- **EXERCISE DIRECTIONS**:
Every line from the one containing "#[derive(Debug, Error)]" to the one containing "blob encode/decode error" in the records below, both included, must be set down exactly, and no other line.

- **RECORDS SHOWN**:
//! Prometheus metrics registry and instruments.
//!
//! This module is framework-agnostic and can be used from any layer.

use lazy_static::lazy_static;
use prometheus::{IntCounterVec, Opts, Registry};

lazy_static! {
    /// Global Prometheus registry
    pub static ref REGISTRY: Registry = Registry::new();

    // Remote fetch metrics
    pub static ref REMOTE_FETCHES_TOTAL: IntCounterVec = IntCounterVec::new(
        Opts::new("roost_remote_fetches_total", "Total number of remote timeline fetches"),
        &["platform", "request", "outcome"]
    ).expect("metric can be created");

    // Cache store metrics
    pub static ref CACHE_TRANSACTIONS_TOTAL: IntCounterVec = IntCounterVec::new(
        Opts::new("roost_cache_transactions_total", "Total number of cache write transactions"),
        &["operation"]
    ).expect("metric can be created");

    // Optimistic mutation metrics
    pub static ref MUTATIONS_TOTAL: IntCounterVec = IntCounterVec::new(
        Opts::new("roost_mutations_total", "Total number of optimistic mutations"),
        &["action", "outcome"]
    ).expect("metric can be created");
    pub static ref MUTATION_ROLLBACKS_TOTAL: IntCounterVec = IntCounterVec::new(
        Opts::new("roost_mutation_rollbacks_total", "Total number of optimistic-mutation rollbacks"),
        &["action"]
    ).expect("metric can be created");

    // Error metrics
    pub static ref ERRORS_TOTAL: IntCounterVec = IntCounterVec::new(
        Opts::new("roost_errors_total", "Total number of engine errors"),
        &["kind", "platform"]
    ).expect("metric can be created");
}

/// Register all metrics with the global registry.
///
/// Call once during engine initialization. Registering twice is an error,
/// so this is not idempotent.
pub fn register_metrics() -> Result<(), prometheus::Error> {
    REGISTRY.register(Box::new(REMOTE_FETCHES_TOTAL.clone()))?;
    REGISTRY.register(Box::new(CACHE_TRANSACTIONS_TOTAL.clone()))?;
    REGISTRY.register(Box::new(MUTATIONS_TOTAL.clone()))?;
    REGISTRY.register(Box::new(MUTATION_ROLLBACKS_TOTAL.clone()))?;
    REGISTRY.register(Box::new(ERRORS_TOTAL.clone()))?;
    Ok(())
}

--

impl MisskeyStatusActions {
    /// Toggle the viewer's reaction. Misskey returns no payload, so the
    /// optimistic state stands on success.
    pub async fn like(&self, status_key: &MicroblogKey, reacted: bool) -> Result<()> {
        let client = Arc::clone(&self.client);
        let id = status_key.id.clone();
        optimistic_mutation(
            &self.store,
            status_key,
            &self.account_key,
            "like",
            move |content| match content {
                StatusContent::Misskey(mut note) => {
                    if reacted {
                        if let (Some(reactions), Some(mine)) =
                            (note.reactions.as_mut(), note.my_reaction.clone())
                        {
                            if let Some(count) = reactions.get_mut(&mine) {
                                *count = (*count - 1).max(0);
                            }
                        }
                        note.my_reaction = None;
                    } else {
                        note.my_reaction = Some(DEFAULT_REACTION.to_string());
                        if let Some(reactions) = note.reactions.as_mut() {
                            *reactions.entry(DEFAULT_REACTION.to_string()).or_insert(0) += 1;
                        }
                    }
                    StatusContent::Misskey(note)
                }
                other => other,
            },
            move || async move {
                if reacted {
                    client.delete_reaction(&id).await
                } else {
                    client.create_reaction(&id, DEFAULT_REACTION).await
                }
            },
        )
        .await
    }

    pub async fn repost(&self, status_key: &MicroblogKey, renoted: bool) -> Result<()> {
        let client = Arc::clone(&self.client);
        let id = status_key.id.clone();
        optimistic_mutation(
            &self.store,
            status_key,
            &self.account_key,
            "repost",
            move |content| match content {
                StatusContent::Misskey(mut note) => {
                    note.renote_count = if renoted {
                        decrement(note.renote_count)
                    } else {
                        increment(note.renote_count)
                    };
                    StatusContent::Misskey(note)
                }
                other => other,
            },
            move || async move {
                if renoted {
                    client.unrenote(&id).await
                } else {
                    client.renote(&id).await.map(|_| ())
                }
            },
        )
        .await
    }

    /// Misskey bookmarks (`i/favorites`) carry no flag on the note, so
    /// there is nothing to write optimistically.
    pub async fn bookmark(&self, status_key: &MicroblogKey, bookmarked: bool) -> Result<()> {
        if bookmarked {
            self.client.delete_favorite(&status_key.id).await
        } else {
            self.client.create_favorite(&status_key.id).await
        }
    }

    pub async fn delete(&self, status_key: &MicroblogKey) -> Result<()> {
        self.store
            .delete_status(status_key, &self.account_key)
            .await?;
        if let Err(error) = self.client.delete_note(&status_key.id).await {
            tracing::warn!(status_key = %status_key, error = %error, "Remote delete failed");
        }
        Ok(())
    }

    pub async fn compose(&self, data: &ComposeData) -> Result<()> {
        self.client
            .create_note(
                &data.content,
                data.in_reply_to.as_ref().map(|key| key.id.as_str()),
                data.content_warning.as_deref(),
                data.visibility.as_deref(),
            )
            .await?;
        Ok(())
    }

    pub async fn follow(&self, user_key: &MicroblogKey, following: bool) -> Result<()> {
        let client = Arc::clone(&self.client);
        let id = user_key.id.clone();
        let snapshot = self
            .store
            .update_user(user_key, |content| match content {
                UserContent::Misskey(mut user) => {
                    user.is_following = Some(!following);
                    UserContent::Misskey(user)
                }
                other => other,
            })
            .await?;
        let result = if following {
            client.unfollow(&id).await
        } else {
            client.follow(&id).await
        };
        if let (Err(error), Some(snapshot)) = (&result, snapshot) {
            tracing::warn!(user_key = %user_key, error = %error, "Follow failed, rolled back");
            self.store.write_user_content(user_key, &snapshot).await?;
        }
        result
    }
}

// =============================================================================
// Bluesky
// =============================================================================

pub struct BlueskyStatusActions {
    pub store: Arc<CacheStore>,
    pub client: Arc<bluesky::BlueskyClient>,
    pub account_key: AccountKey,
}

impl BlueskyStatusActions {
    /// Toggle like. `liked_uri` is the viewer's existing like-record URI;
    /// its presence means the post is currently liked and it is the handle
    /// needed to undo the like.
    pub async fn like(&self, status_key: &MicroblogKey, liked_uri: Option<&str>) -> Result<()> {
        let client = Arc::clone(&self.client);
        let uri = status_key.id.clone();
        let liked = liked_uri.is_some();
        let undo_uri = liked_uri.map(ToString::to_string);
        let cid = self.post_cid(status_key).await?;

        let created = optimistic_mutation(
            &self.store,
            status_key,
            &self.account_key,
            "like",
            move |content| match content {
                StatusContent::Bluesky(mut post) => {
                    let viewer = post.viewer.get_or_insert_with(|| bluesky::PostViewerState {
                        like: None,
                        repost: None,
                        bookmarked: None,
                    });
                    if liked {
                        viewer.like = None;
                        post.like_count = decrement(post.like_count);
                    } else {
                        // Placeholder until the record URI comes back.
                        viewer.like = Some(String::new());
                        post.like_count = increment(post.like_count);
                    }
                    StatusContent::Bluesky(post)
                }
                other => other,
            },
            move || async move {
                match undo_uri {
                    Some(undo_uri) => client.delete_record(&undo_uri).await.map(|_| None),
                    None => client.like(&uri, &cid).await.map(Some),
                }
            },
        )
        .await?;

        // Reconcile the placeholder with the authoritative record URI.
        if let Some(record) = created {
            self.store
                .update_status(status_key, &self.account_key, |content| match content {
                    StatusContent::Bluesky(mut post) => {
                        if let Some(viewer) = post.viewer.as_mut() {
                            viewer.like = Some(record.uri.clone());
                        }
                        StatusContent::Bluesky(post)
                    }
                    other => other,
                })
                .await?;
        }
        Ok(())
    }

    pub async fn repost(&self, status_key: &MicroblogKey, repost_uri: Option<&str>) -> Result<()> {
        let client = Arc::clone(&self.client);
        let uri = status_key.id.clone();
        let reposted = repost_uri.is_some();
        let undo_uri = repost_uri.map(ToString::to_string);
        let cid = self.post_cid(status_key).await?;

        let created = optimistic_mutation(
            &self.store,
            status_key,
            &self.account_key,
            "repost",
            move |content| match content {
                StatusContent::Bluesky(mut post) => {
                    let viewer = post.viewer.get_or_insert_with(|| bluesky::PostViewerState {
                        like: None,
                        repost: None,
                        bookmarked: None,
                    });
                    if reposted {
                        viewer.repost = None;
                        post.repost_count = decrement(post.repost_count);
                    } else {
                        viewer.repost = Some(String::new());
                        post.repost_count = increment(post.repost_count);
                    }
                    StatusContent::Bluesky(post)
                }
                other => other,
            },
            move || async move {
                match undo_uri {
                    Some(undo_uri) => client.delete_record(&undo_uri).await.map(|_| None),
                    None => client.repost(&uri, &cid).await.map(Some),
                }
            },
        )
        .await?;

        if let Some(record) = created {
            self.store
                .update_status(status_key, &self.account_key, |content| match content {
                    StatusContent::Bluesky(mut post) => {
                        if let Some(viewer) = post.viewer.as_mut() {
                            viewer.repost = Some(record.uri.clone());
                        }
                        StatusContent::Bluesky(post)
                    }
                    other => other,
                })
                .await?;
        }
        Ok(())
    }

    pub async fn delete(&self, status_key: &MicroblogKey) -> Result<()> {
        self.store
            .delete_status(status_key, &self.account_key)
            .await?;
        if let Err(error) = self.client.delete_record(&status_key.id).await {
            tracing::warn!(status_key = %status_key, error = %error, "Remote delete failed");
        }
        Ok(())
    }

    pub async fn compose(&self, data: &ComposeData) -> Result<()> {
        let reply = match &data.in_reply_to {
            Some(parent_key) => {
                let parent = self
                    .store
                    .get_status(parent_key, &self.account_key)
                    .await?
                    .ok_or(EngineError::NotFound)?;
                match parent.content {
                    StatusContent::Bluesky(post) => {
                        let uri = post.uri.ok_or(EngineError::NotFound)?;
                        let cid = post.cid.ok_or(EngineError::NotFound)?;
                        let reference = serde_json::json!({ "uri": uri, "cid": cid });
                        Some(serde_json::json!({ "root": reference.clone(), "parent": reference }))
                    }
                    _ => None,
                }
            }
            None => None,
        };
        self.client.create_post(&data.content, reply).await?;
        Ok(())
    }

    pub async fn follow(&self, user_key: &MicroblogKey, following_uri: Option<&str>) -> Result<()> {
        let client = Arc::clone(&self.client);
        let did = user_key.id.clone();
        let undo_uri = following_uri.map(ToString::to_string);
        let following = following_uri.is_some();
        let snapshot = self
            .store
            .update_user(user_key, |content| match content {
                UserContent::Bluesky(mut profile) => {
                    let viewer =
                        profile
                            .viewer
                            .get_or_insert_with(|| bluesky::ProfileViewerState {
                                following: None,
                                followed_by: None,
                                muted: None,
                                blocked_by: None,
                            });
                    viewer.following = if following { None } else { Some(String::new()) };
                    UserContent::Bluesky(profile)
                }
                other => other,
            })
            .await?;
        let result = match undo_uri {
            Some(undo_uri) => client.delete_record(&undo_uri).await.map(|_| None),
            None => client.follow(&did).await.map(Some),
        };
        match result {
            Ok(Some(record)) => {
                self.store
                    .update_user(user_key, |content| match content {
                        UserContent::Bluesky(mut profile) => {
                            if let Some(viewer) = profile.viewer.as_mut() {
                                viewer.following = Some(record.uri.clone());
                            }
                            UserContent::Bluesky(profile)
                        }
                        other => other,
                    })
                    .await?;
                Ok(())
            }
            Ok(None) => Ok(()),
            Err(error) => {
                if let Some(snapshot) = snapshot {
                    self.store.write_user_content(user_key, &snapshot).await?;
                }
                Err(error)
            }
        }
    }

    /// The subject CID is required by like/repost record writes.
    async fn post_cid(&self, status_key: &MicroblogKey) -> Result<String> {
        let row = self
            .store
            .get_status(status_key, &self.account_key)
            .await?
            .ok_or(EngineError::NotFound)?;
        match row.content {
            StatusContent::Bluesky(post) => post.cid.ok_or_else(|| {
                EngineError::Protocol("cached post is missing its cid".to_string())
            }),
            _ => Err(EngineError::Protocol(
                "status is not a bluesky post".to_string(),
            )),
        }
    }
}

==

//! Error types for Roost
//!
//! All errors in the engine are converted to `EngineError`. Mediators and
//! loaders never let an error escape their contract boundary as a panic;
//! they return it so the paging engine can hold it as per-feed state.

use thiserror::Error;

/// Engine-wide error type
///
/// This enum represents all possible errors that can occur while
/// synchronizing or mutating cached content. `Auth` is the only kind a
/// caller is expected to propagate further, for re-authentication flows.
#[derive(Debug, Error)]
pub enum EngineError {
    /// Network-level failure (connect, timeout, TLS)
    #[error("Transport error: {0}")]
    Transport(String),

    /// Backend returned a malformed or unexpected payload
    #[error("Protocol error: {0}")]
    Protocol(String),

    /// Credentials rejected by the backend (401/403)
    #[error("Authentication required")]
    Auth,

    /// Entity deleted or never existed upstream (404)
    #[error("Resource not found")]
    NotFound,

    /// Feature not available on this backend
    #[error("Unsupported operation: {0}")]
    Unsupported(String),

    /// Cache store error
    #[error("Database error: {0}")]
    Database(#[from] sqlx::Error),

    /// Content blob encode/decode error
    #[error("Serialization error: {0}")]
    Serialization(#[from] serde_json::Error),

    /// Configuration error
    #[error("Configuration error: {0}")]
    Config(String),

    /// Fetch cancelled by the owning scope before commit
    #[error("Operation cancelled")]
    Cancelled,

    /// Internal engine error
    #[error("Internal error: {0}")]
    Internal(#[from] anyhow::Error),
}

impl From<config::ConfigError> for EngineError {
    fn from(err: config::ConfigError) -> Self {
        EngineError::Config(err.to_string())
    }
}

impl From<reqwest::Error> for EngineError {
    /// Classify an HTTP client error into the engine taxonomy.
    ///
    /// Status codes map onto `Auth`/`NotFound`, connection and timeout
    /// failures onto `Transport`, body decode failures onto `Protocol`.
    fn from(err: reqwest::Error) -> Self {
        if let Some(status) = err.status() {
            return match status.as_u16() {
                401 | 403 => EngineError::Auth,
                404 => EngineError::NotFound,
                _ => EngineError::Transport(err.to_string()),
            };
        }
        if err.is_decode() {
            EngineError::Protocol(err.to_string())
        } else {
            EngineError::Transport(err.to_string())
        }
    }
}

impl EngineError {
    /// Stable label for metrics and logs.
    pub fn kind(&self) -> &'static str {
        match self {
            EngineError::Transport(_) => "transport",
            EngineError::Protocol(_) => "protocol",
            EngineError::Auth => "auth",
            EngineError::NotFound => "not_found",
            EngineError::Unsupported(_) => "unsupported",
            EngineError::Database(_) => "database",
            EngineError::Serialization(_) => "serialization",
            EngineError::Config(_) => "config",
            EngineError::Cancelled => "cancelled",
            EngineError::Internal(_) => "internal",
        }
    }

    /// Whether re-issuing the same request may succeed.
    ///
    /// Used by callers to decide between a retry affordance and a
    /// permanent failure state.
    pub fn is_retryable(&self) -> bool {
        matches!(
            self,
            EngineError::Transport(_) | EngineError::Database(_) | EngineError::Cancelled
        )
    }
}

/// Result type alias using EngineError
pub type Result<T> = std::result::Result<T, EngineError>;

- **SOLUTION**:
#[derive(Debug, Error)]
pub enum EngineError {
    /// Network-level failure (connect, timeout, TLS)
    #[error("Transport error: {0}")]
    Transport(String),

    /// Backend returned a malformed or unexpected payload
    #[error("Protocol error: {0}")]
    Protocol(String),

    /// Credentials rejected by the backend (401/403)
    #[error("Authentication required")]
    Auth,

    /// Entity deleted or never existed upstream (404)
    #[error("Resource not found")]
    NotFound,

    /// Feature not available on this backend
    #[error("Unsupported operation: {0}")]
    Unsupported(String),

    /// Cache store error
    #[error("Database error: {0}")]
    Database(#[from] sqlx::Error),

    /// Content blob encode/decode error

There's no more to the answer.